Activity
Up to and including the line with "keeps its own name.", please reproduce the lines below exactly, beginning with the first.

Data to examine
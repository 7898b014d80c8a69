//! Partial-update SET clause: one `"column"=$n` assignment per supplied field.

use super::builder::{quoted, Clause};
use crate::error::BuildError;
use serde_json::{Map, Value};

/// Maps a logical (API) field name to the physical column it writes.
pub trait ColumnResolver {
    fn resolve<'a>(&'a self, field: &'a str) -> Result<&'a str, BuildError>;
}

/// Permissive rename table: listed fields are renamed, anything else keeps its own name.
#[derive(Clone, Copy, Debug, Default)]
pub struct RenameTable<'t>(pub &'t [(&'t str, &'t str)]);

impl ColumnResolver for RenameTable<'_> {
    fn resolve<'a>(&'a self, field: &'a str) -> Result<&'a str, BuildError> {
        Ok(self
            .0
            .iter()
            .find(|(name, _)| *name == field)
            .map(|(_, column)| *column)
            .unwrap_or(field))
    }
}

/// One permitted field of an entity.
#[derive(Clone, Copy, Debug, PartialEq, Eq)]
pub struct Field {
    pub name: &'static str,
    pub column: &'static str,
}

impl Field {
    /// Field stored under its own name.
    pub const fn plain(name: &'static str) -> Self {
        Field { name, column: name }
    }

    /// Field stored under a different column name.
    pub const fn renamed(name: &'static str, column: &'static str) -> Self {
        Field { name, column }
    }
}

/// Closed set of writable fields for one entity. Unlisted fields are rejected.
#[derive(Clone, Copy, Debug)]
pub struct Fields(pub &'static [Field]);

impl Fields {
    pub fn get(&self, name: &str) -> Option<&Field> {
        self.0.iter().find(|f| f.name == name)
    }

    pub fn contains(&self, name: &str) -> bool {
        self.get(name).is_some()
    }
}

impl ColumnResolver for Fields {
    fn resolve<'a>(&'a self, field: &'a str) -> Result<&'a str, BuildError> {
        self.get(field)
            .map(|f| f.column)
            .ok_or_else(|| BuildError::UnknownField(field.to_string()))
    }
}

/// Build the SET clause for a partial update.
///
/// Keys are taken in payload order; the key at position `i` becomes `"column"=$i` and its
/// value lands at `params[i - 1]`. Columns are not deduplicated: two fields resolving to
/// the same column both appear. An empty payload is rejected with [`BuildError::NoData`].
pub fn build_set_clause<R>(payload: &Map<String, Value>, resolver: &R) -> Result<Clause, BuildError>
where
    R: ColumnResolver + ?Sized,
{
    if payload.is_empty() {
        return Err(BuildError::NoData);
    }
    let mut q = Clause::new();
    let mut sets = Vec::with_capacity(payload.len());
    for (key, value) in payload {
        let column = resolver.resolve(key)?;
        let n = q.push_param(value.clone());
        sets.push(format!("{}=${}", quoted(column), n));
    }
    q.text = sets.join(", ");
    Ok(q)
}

Completed exercise
repository 7898b014d80c8a69
//! Partial-update SET clause: one `"column"=$n` assignment per supplied field.

use super::builder::{quoted, Clause};
use crate::error::BuildError;
use serde_json::{Map, Value};

/// Maps a logical (API) field name to the physical column it writes.
pub trait ColumnResolver {
    fn resolve<'a>(&'a self, field: &'a str) -> Result<&'a str, BuildError>;
}

/// Permissive rename table: listed fields are renamed, anything else keeps its own name.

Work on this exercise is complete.